-- DIRECTIONS FOR THIS TASK --
What is needed here is every record, retyped without any change.

-- EXTRACTED RECORDS --
╔══

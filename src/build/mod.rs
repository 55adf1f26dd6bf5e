//! Turning candidate mutants into prioritised analysis units.
//!
//! Mutants pass through test assignment, the interceptor chain and the
//! history analyser. Whatever still needs running is batched by a grouper
//! into [`AnalysisUnit`]s, largest first.

mod grouping;
mod intercept;
mod prioritise;

use std::sync::Arc;
use std::time::Duration;

use tracing::{debug, info};

pub use grouping::{GroupingStrategy, MutationGrouper, PerCodeUnitGrouper, PerMutantGrouper};
pub use intercept::{
    CompoundInterceptor, DuplicateMutantFilter, ExcludedLinesFilter, ExcludedOperatorsFilter,
    InterceptorType, MutationInterceptor, QuorumFilter, TargetUnitsFilter,
};
pub use prioritise::{DefaultPrioritiser, NamePrioritiser, PrioritiserStrategy, TestPrioritiser};

use crate::coverage::CoverageData;
use crate::execute::TimeoutPolicy;
use crate::model::CodeUnit;
use crate::mutation::{
    DetectionStatus, MutationDetails, MutationGenerator, MutationResult, StatusTestPair,
};

/// A batch of mutants analysed by one minion.
#[derive(Debug, Clone, PartialEq, Eq)]
pub struct AnalysisUnit {
    /// Position in build order.
    pub id: u64,
    /// Mutants in identifier order.
    pub mutants: Vec<MutationDetails>,
    /// Deadline for the whole batch.
    pub timeout: Duration,
}

impl AnalysisUnit {
    /// Larger units start first.
    pub fn priority(&self) -> usize {
        self.mutants.len()
    }

    pub fn expected_time_ms(&self) -> u64 {
        self.mutants.iter().map(MutationDetails::expected_time_ms).sum()
    }
}

/// Decides, per mutant, whether a verdict is already known.
///
/// Returned results with status `NOT_STARTED` still need analysis; any
/// other status is final. Details may come back with reordered tests.
pub trait MutationAnalyser: Send + Sync {
    fn analyse(&self, mutants: Vec<MutationDetails>) -> Vec<MutationResult>;
}

/// Knows nothing; every mutant needs analysis.
#[derive(Debug, Clone, Copy, Default)]
pub struct NullAnalyser;

impl MutationAnalyser for NullAnalyser {
    fn analyse(&self, mutants: Vec<MutationDetails>) -> Vec<MutationResult> {
        mutants
            .into_iter()
            .map(|details| {
                MutationResult::new(
                    details,
                    StatusTestPair::not_analysed(0, DetectionStatus::NotStarted),
                )
            })
            .collect()
    }
}

/// Generates mutants for a unit and attaches their covering tests.
pub struct MutationSource {
    generator: Arc<dyn MutationGenerator>,
    prioritiser: Box<dyn TestPrioritiser>,
    operators: Vec<String>,
}

impl MutationSource {
    pub fn new(
        generator: Arc<dyn MutationGenerator>,
        prioritiser: Box<dyn TestPrioritiser>,
        operators: Vec<String>,
    ) -> Self {
        Self {
            generator,
            prioritiser,
            operators,
        }
    }

    /// Mutants with no tests attached.
    pub fn candidates(&self, unit: &CodeUnit) -> Vec<MutationDetails> {
        self.generator.generate(unit, &self.operators)
    }

    /// Attach covering tests to each mutant.
    pub fn assign_tests(
        &self,
        mutants: Vec<MutationDetails>,
        coverage: &CoverageData,
    ) -> Vec<MutationDetails> {
        mutants
            .into_iter()
            .map(|mutant| {
                let tests = self.prioritiser.assign_tests(&mutant, coverage);
                mutant.with_tests(tests)
            })
            .collect()
    }
}

/// Mutants split by whether they still need a minion.
#[derive(Debug, Default)]
pub struct BuildOutput {
    /// Units to dispatch, largest first.
    pub units: Vec<AnalysisUnit>,
    /// Verdicts known without running anything.
    pub pre_analysed: Vec<MutationResult>,
}

impl BuildOutput {
    /// Every mutant in the output.
    pub fn mutation_count(&self) -> usize {
        self.pre_analysed.len() + self.units.iter().map(|u| u.mutants.len()).sum::<usize>()
    }
}

/// Assembles analysis units.
pub struct MutationTestBuilder {
    interceptors: CompoundInterceptor,
    grouper: Box<dyn MutationGrouper>,
    timeout: TimeoutPolicy,
}

impl MutationTestBuilder {
    pub fn new(
        interceptors: CompoundInterceptor,
        grouper: Box<dyn MutationGrouper>,
        timeout: TimeoutPolicy,
    ) -> Self {
        Self {
            interceptors,
            grouper,
            timeout,
        }
    }

    /// Mutants surviving the interceptors that do not need coverage.
    pub fn prescan(&self, mutants: Vec<MutationDetails>) -> Vec<MutationDetails> {
        self.interceptors.prescan(mutants)
    }

    /// Filter, classify and batch mutants whose tests are already attached.
    pub fn build(
        &self,
        mutants: Vec<MutationDetails>,
        analyser: &dyn MutationAnalyser,
    ) -> BuildOutput {
        let mut mutants = self.interceptors.intercept(mutants);
        mutants.sort_by(|a, b| a.id.cmp(&b.id));

        let mut pending = Vec::new();
        let mut pre_analysed = Vec::new();
        for result in analyser.analyse(mutants) {
            if result.status() != DetectionStatus::NotStarted {
                pre_analysed.push(result);
            } else if !result.details.is_covered() {
                pre_analysed.push(MutationResult::new(
                    result.details,
                    StatusTestPair::not_analysed(0, DetectionStatus::NoCoverage),
                ));
            } else {
                pending.push(result.details);
            }
        }
        pending.sort_by(|a, b| a.id.cmp(&b.id));

        let mut units: Vec<AnalysisUnit> = self
            .grouper
            .group(pending)
            .into_iter()
            .map(|mutants| {
                let expected = mutants.iter().map(MutationDetails::expected_time_ms).sum();
                AnalysisUnit {
                    id: 0,
                    timeout: self.timeout.timeout_for(expected),
                    mutants,
                }
            })
            .collect();
        units.sort_by(|a, b| b.priority().cmp(&a.priority()));
        for (id, unit) in units.iter_mut().enumerate() {
            unit.id = id as u64;
        }

        info!(
            units = units.len(),
            pre_analysed = pre_analysed.len(),
            "built analysis units"
        );
        for unit in &units {
            debug!(unit = unit.id, mutants = unit.mutants.len(), timeout = ?unit.timeout, "analysis unit");
        }
        BuildOutput {
            units,
            pre_analysed,
        }
    }
}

╚══

-- FINISHED EXERCISE --
filename src/build/mod.rs
repository 55adf1f26dd6bf5e
//! Turning candidate mutants into prioritised analysis units.
//!
//! Mutants pass through test assignment, the interceptor chain and the
//! history analyser. Whatever still needs running is batched by a grouper
//! into [`AnalysisUnit`]s, largest first.

mod grouping;
mod intercept;
mod prioritise;

use std::sync::Arc;
use std::time::Duration;

use tracing::{debug, info};

pub use grouping::{GroupingStrategy, MutationGrouper, PerCodeUnitGrouper, PerMutantGrouper};
pub use intercept::{
    CompoundInterceptor, DuplicateMutantFilter, ExcludedLinesFilter, ExcludedOperatorsFilter,
    InterceptorType, MutationInterceptor, QuorumFilter, TargetUnitsFilter,
};
pub use prioritise::{DefaultPrioritiser, NamePrioritiser, PrioritiserStrategy, TestPrioritiser};

use crate::coverage::CoverageData;
use crate::execute::TimeoutPolicy;
use crate::model::CodeUnit;
use crate::mutation::{
    DetectionStatus, MutationDetails, MutationGenerator, MutationResult, StatusTestPair,
};

/// A batch of mutants analysed by one minion.
#[derive(Debug, Clone, PartialEq, Eq)]
pub struct AnalysisUnit {
    /// Position in build order.
    pub id: u64,
    /// Mutants in identifier order.
    pub mutants: Vec<MutationDetails>,
    /// Deadline for the whole batch.
    pub timeout: Duration,
}

impl AnalysisUnit {
    /// Larger units start first.
    pub fn priority(&self) -> usize {
        self.mutants.len()
    }

    pub fn expected_time_ms(&self) -> u64 {
        self.mutants.iter().map(MutationDetails::expected_time_ms).sum()
    }
}

/// Decides, per mutant, whether a verdict is already known.
///
/// Returned results with status `NOT_STARTED` still need analysis; any
/// other status is final. Details may come back with reordered tests.
pub trait MutationAnalyser: Send + Sync {
    fn analyse(&self, mutants: Vec<MutationDetails>) -> Vec<MutationResult>;
}

/// Knows nothing; every mutant needs analysis.
#[derive(Debug, Clone, Copy, Default)]
pub struct NullAnalyser;

impl MutationAnalyser for NullAnalyser {
    fn analyse(&self, mutants: Vec<MutationDetails>) -> Vec<MutationResult> {
        mutants
            .into_iter()
            .map(|details| {
                MutationResult::new(
                    details,
                    StatusTestPair::not_analysed(0, DetectionStatus::NotStarted),
                )
            })
            .collect()
    }
}

/// Generates mutants for a unit and attaches their covering tests.
pub struct MutationSource {
    generator: Arc<dyn MutationGenerator>,
    prioritiser: Box<dyn TestPrioritiser>,
    operators: Vec<String>,
}

impl MutationSource {
    pub fn new(
        generator: Arc<dyn MutationGenerator>,
        prioritiser: Box<dyn TestPrioritiser>,
        operators: Vec<String>,
    ) -> Self {
        Self {
            generator,
            prioritiser,
            operators,
        }
    }

    /// Mutants with no tests attached.
    pub fn candidates(&self, unit: &CodeUnit) -> Vec<MutationDetails> {
        self.generator.generate(unit, &self.operators)
    }

    /// Attach covering tests to each mutant.
    pub fn assign_tests(
        &self,
        mutants: Vec<MutationDetails>,
        coverage: &CoverageData,
    ) -> Vec<MutationDetails> {
        mutants
            .into_iter()
            .map(|mutant| {
                let tests = self.prioritiser.assign_tests(&mutant, coverage);
                mutant.with_tests(tests)
            })
            .collect()
    }
}

/// Mutants split by whether they still need a minion.
#[derive(Debug, Default)]
pub struct BuildOutput {
    /// Units to dispatch, largest first.
    pub units: Vec<AnalysisUnit>,
    /// Verdicts known without running anything.
    pub pre_analysed: Vec<MutationResult>,
}

impl BuildOutput {
    /// Every mutant in the output.
    pub fn mutation_count(&self) -> usize {
        self.pre_analysed.len() + self.units.iter().map(|u| u.mutants.len()).sum::<usize>()
    }
}

/// Assembles analysis units.
pub struct MutationTestBuilder {
    interceptors: CompoundInterceptor,
    grouper: Box<dyn MutationGrouper>,
    timeout: TimeoutPolicy,
}

impl MutationTestBuilder {
    pub fn new(
        interceptors: CompoundInterceptor,
        grouper: Box<dyn MutationGrouper>,
        timeout: TimeoutPolicy,
    ) -> Self {
        Self {
            interceptors,
            grouper,
            timeout,
        }
    }

    /// Mutants surviving the interceptors that do not need coverage.
    pub fn prescan(&self, mutants: Vec<MutationDetails>) -> Vec<MutationDetails> {
        self.interceptors.prescan(mutants)
    }

    /// Filter, classify and batch mutants whose tests are already attached.
    pub fn build(
        &self,
        mutants: Vec<MutationDetails>,
        analyser: &dyn MutationAnalyser,
    ) -> BuildOutput {
        let mut mutants = self.interceptors.intercept(mutants);
        mutants.sort_by(|a, b| a.id.cmp(&b.id));

        let mut pending = Vec::new();
        let mut pre_analysed = Vec::new();
        for result in analyser.analyse(mutants) {
            if result.status() != DetectionStatus::NotStarted {
                pre_analysed.push(result);
            } else if !result.details.is_covered() {
                pre_analysed.push(MutationResult::new(
                    result.details,
                    StatusTestPair::not_analysed(0, DetectionStatus::NoCoverage),
                ));
            } else {
                pending.push(result.details);
            }
        }
        pending.sort_by(|a, b| a.id.cmp(&b.id));

        let mut units: Vec<AnalysisUnit> = self
            .grouper
            .group(pending)
            .into_iter()
            .map(|mutants| {
                let expected = mutants.iter().map(MutationDetails::expected_time_ms).sum();
                AnalysisUnit {
                    id: 0,
                    timeout: self.timeout.timeout_for(expected),
                    mutants,
                }
            })
            .collect();
        units.sort_by(|a, b| b.priority().cmp(&a.priority()));
        for (id, unit) in units.iter_mut().enumerate() {
            unit.id = id as u64;
        }

        info!(
            units = units.len(),
            pre_analysed = pre_analysed.len(),
            "built analysis units"
        );
        for unit in &units {
            debug!(unit = unit.id, mutants = unit.mutants.len(), timeout = ?unit.timeout, "analysis unit");
        }
        BuildOutput {
            units,
            pre_analysed,
        }
    }
}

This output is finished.